### EXTRACTED DATA
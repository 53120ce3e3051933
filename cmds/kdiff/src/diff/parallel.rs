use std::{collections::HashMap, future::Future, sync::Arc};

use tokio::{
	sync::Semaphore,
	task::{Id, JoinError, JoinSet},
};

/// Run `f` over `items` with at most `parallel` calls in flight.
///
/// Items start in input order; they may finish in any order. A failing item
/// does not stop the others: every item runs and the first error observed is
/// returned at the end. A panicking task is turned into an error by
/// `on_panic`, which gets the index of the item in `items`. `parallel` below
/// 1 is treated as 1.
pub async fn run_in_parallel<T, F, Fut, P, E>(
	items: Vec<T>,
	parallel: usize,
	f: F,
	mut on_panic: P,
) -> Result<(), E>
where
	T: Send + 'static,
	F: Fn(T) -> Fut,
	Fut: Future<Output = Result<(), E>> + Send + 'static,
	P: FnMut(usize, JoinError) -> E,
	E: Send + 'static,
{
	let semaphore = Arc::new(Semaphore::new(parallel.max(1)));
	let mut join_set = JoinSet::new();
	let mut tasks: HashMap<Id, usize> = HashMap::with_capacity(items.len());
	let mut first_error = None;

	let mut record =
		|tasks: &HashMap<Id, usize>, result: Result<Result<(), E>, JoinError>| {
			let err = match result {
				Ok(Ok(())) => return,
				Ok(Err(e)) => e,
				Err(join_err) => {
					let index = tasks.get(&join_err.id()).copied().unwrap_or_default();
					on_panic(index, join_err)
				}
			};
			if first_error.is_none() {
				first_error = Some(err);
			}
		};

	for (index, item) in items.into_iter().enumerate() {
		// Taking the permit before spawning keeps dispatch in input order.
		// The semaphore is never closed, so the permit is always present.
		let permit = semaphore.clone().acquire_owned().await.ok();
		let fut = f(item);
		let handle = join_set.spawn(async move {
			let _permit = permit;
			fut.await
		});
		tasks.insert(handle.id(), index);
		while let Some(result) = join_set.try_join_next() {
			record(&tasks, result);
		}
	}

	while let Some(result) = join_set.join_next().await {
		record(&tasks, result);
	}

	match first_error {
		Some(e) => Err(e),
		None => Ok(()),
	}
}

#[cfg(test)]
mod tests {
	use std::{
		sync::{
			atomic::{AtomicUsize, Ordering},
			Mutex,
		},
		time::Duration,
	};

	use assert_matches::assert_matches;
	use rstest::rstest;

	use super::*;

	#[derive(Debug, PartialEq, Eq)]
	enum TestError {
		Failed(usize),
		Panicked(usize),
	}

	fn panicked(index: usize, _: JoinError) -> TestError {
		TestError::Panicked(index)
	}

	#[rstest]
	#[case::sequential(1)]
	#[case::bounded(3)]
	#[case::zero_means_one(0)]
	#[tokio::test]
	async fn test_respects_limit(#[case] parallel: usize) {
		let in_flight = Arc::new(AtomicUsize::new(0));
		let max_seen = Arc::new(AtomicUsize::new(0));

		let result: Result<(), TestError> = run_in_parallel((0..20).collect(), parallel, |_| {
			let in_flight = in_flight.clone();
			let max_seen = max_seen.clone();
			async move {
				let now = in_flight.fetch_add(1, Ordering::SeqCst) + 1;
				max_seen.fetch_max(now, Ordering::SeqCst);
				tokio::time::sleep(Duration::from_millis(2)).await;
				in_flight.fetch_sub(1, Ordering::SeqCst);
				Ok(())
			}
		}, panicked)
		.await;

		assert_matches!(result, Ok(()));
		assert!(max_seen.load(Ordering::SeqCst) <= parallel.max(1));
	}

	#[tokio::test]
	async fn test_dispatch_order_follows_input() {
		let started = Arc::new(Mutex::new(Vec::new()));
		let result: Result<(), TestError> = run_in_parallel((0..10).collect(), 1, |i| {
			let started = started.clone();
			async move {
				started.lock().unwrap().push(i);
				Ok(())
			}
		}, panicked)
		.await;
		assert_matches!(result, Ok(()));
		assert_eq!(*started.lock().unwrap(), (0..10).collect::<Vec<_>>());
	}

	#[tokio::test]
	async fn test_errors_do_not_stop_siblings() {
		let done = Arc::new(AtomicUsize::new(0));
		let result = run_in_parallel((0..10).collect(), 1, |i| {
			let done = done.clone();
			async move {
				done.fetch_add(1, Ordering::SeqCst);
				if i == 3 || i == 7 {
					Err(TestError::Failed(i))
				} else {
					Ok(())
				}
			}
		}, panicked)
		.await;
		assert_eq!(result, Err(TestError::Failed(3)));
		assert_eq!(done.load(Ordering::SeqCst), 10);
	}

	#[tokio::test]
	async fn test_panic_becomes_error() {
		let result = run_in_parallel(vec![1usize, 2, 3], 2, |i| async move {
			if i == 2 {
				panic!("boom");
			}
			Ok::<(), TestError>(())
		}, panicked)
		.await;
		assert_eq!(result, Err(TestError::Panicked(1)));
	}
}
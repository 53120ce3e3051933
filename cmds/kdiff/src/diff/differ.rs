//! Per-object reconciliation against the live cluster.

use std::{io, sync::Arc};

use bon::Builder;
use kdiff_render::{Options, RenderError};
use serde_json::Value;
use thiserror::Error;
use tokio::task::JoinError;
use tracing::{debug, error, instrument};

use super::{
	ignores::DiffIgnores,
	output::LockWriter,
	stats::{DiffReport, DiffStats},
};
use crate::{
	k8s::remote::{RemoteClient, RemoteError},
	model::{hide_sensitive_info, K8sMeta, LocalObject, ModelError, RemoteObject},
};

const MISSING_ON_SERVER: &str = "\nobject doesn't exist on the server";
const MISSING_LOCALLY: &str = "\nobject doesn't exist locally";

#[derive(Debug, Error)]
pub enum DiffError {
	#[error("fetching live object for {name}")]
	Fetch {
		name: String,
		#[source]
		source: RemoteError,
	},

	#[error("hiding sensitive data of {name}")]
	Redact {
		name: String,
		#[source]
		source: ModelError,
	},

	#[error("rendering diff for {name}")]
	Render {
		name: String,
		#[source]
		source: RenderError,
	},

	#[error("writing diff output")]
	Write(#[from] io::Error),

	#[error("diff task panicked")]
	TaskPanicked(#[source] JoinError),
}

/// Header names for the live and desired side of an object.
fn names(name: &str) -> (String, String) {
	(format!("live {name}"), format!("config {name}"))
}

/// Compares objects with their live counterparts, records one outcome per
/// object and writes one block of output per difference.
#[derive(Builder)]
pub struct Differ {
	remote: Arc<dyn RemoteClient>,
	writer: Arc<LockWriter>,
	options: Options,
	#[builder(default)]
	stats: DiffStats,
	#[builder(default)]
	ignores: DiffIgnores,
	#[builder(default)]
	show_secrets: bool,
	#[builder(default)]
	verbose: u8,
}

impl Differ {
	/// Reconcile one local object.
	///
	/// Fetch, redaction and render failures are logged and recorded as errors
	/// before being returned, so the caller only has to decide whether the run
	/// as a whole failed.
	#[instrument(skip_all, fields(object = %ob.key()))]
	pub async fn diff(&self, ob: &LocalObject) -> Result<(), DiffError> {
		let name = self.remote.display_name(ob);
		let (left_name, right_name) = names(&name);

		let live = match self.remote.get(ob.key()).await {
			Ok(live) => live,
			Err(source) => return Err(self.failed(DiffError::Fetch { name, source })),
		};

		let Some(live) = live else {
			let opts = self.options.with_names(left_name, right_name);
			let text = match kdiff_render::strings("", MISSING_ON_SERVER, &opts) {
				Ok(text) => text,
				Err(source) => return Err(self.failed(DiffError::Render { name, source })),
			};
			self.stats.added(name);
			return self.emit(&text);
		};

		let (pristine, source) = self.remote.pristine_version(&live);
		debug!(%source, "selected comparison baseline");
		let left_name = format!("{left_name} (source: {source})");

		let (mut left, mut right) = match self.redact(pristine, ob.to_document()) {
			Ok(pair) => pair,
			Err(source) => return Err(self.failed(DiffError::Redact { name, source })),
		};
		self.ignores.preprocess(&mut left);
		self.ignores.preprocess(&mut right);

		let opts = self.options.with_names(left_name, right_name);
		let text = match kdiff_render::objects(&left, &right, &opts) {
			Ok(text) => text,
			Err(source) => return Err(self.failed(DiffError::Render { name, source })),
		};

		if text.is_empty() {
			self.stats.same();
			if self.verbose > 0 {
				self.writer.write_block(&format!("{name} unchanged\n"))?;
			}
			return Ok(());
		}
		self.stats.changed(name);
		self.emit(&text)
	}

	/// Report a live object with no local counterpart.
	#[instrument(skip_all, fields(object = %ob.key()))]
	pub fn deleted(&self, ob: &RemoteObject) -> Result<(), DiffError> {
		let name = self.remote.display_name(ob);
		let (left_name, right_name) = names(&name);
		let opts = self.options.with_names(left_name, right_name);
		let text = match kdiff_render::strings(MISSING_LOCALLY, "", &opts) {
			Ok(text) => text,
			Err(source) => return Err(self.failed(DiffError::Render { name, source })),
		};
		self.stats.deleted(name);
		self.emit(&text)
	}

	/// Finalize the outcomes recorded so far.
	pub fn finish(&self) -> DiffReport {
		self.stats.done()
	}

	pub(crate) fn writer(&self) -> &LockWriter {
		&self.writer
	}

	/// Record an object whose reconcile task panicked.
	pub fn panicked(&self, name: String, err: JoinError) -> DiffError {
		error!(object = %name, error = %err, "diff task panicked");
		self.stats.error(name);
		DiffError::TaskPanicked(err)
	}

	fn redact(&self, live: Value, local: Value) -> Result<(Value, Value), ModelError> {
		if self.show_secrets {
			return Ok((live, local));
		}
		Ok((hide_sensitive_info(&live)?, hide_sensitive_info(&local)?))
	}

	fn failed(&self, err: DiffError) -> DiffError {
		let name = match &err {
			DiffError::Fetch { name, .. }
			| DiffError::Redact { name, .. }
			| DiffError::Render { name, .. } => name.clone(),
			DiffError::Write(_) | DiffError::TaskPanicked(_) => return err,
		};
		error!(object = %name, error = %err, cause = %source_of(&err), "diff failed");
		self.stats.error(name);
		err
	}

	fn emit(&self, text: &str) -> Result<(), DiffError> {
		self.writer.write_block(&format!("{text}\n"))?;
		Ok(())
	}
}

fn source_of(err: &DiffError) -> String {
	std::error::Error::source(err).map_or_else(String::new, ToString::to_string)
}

### TASK PROMPT
Count every line of the material that holds the string "stats", then give the total alone.

### WRITTEN REPLY
9